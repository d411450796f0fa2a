//! NCBI E-utilities transport.
//!
//! The engine talks to the provider only through the [`Eutils`] trait: one
//! `esearch` call that stores the query server-side (`usehistory=y`), then
//! `efetch` calls that page through the stored result set by handle. The
//! production implementation is [`EutilsClient`]; tests substitute fakes.
//!
//! # Example
//!
//! ```no_run
//! use harvester_core::HarvestConfig;
//! use harvester_core::eutils::{EutilsClient, SearchHandleResolver};
//!
//! # async fn example() -> Result<(), Box<dyn std::error::Error>> {
//! let config = HarvestConfig::default();
//! let client = EutilsClient::new(&config)?;
//! let handle = SearchHandleResolver::new(&client)
//!     .resolve("crispr[Title]", config.max_results)
//!     .await?;
//! println!("{} ids stored under {}", handle.total_count, handle.web_env);
//! # Ok(())
//! # }
//! ```

mod error;
mod http_client;
mod search;

pub use error::{SearchError, TransportError};
pub use search::{SearchHandle, SearchHandleResolver, parse_search_response};

use std::time::Duration;

use async_trait::async_trait;
use reqwest::Client;
use tracing::{debug, instrument};
use url::Url;

use crate::config::HarvestConfig;

use http_client::build_eutils_http_client;

/// Search endpoint name.
pub const ESEARCH: &str = "esearch.fcgi";

/// Fetch endpoint name.
pub const EFETCH: &str = "efetch.fcgi";

/// One page of a stored result set.
#[derive(Debug, Clone, Copy, PartialEq, Eq)]
pub struct PageRequest<'a> {
    /// Result-set handle from the search step.
    pub handle: &'a SearchHandle,
    /// Zero-based index of the first record (`retstart`).
    pub offset: usize,
    /// Records per page (`retmax`).
    pub page_size: usize,
}

/// Transport seam between the harvest engine and the provider.
#[async_trait]
pub trait Eutils: Send + Sync {
    /// Runs a search with history enabled and returns the raw JSON body.
    async fn esearch(&self, term: &str, max_results: u32) -> Result<String, TransportError>;

    /// Fetches one page of the stored result set as raw XML.
    async fn efetch(&self, request: &PageRequest<'_>) -> Result<String, TransportError>;
}

/// [`Eutils`] over HTTP.
pub struct EutilsClient {
    client: Client,
    database: String,
    esearch_url: String,
    efetch_url: String,
    request_timeout: Duration,
}

impl EutilsClient {
    /// Creates a client for the endpoints and timeouts in `config`.
    ///
    /// # Errors
    ///
    /// Returns [`TransportError`] when the base URL is invalid or the HTTP
    /// client cannot be built.
    pub fn new(config: &HarvestConfig) -> Result<Self, TransportError> {
        let esearch_url = config.endpoint(ESEARCH);
        let efetch_url = config.endpoint(EFETCH);
        for endpoint in [&esearch_url, &efetch_url] {
            Url::parse(endpoint).map_err(|_| TransportError::invalid_url(endpoint.as_str()))?;
        }

        Ok(Self {
            client: build_eutils_http_client(config.connect_timeout, config.request_timeout)?,
            database: config.database.clone(),
            esearch_url,
            efetch_url,
            request_timeout: config.request_timeout,
        })
    }

    async fn get_text(&self, endpoint: &str, params: &[(&str, &str)]) -> Result<String, TransportError> {
        let url = Url::parse_with_params(endpoint, params)
            .map_err(|_| TransportError::invalid_url(endpoint))?;
        debug!(%url, "sending E-utilities request");

        let response = self
            .client
            .get(url)
            .timeout(self.request_timeout)
            .send()
            .await
            .map_err(|e| TransportError::from_reqwest(endpoint, e))?;

        let status = response.status();
        if !status.is_success() {
            return Err(TransportError::http_status(endpoint, status.as_u16()));
        }

        response
            .text()
            .await
            .map_err(|e| TransportError::from_reqwest(endpoint, e))
    }
}

impl std::fmt::Debug for EutilsClient {
    fn fmt(&self, f: &mut std::fmt::Formatter<'_>) -> std::fmt::Result {
        f.debug_struct("EutilsClient")
            .field("database", &self.database)
            .field("esearch_url", &self.esearch_url)
            .field("efetch_url", &self.efetch_url)
            .finish_non_exhaustive()
    }
}

#[async_trait]
impl Eutils for EutilsClient {
    #[instrument(skip(self), fields(db = %self.database))]
    async fn esearch(&self, term: &str, max_results: u32) -> Result<String, TransportError> {
        let retmax = max_results.to_string();
        self.get_text(
            &self.esearch_url,
            &[
                ("db", self.database.as_str()),
                ("term", term),
                ("retmax", retmax.as_str()),
                ("retmode", "json"),
                ("usehistory", "y"),
            ],
        )
        .await
    }

    #[instrument(skip(self, request), fields(offset = request.offset))]
    async fn efetch(&self, request: &PageRequest<'_>) -> Result<String, TransportError> {
        let retstart = request.offset.to_string();
        let retmax = request.page_size.to_string();
        self.get_text(
            &self.efetch_url,
            &[
                ("db", self.database.as_str()),
                ("query_key", request.handle.query_key.as_str()),
                ("WebEnv", request.handle.web_env.as_str()),
                ("retstart", retstart.as_str()),
                ("retmax", retmax.as_str()),
                ("retmode", "xml"),
            ],
        )
        .await
    }
}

——————————

◆ Exercise brief:
The response must consist of all the data, reproduced without alteration.

◆ Solved problem:
repository d411450796f0fa2a
//! NCBI E-utilities transport.
//!
//! The engine talks to the provider only through the [`Eutils`] trait: one
//! `esearch` call that stores the query server-side (`usehistory=y`), then
//! `efetch` calls that page through the stored result set by handle. The
//! production implementation is [`EutilsClient`]; tests substitute fakes.
//!
//! # Example
//!
//! ```no_run
//! use harvester_core::HarvestConfig;
//! use harvester_core::eutils::{EutilsClient, SearchHandleResolver};
//!
//! # async fn example() -> Result<(), Box<dyn std::error::Error>> {
//! let config = HarvestConfig::default();
//! let client = EutilsClient::new(&config)?;
//! let handle = SearchHandleResolver::new(&client)
//!     .resolve("crispr[Title]", config.max_results)
//!     .await?;
//! println!("{} ids stored under {}", handle.total_count, handle.web_env);
//! # Ok(())
//! # }
//! ```

mod error;
mod http_client;
mod search;

pub use error::{SearchError, TransportError};
pub use search::{SearchHandle, SearchHandleResolver, parse_search_response};

use std::time::Duration;

use async_trait::async_trait;
use reqwest::Client;
use tracing::{debug, instrument};
use url::Url;

use crate::config::HarvestConfig;

use http_client::build_eutils_http_client;

/// Search endpoint name.
pub const ESEARCH: &str = "esearch.fcgi";

/// Fetch endpoint name.
pub const EFETCH: &str = "efetch.fcgi";

/// One page of a stored result set.
#[derive(Debug, Clone, Copy, PartialEq, Eq)]
pub struct PageRequest<'a> {
    /// Result-set handle from the search step.
    pub handle: &'a SearchHandle,
    /// Zero-based index of the first record (`retstart`).
    pub offset: usize,
    /// Records per page (`retmax`).
    pub page_size: usize,
}

/// Transport seam between the harvest engine and the provider.
#[async_trait]
pub trait Eutils: Send + Sync {
    /// Runs a search with history enabled and returns the raw JSON body.
    async fn esearch(&self, term: &str, max_results: u32) -> Result<String, TransportError>;

    /// Fetches one page of the stored result set as raw XML.
    async fn efetch(&self, request: &PageRequest<'_>) -> Result<String, TransportError>;
}

/// [`Eutils`] over HTTP.
pub struct EutilsClient {
    client: Client,
    database: String,
    esearch_url: String,
    efetch_url: String,
    request_timeout: Duration,
}

impl EutilsClient {
    /// Creates a client for the endpoints and timeouts in `config`.
    ///
    /// # Errors
    ///
    /// Returns [`TransportError`] when the base URL is invalid or the HTTP
    /// client cannot be built.
    pub fn new(config: &HarvestConfig) -> Result<Self, TransportError> {
        let esearch_url = config.endpoint(ESEARCH);
        let efetch_url = config.endpoint(EFETCH);
        for endpoint in [&esearch_url, &efetch_url] {
            Url::parse(endpoint).map_err(|_| TransportError::invalid_url(endpoint.as_str()))?;
        }

        Ok(Self {
            client: build_eutils_http_client(config.connect_timeout, config.request_timeout)?,
            database: config.database.clone(),
            esearch_url,
            efetch_url,
            request_timeout: config.request_timeout,
        })
    }

    async fn get_text(&self, endpoint: &str, params: &[(&str, &str)]) -> Result<String, TransportError> {
        let url = Url::parse_with_params(endpoint, params)
            .map_err(|_| TransportError::invalid_url(endpoint))?;
        debug!(%url, "sending E-utilities request");

        let response = self
            .client
            .get(url)
            .timeout(self.request_timeout)
            .send()
            .await
            .map_err(|e| TransportError::from_reqwest(endpoint, e))?;

        let status = response.status();
        if !status.is_success() {
            return Err(TransportError::http_status(endpoint, status.as_u16()));
        }

        response
            .text()
            .await
            .map_err(|e| TransportError::from_reqwest(endpoint, e))
    }
}

impl std::fmt::Debug for EutilsClient {
    fn fmt(&self, f: &mut std::fmt::Formatter<'_>) -> std::fmt::Result {
        f.debug_struct("EutilsClient")
            .field("database", &self.database)
            .field("esearch_url", &self.esearch_url)
            .field("efetch_url", &self.efetch_url)
            .finish_non_exhaustive()
    }
}

#[async_trait]
impl Eutils for EutilsClient {
    #[instrument(skip(self), fields(db = %self.database))]
    async fn esearch(&self, term: &str, max_results: u32) -> Result<String, TransportError> {
        let retmax = max_results.to_string();
        self.get_text(
            &self.esearch_url,
            &[
                ("db", self.database.as_str()),
                ("term", term),
                ("retmax", retmax.as_str()),
                ("retmode", "json"),
                ("usehistory", "y"),
            ],
        )
        .await
    }

    #[instrument(skip(self, request), fields(offset = request.offset))]
    async fn efetch(&self, request: &PageRequest<'_>) -> Result<String, TransportError> {
        let retstart = request.offset.to_string();
        let retmax = request.page_size.to_string();
        self.get_text(
            &self.efetch_url,
            &[
                ("db", self.database.as_str()),
                ("query_key", request.handle.query_key.as_str()),
                ("WebEnv", request.handle.web_env.as_str()),
                ("retstart", retstart.as_str()),
                ("retmax", retmax.as_str()),
                ("retmode", "xml"),
            ],
        )
        .await
    }
}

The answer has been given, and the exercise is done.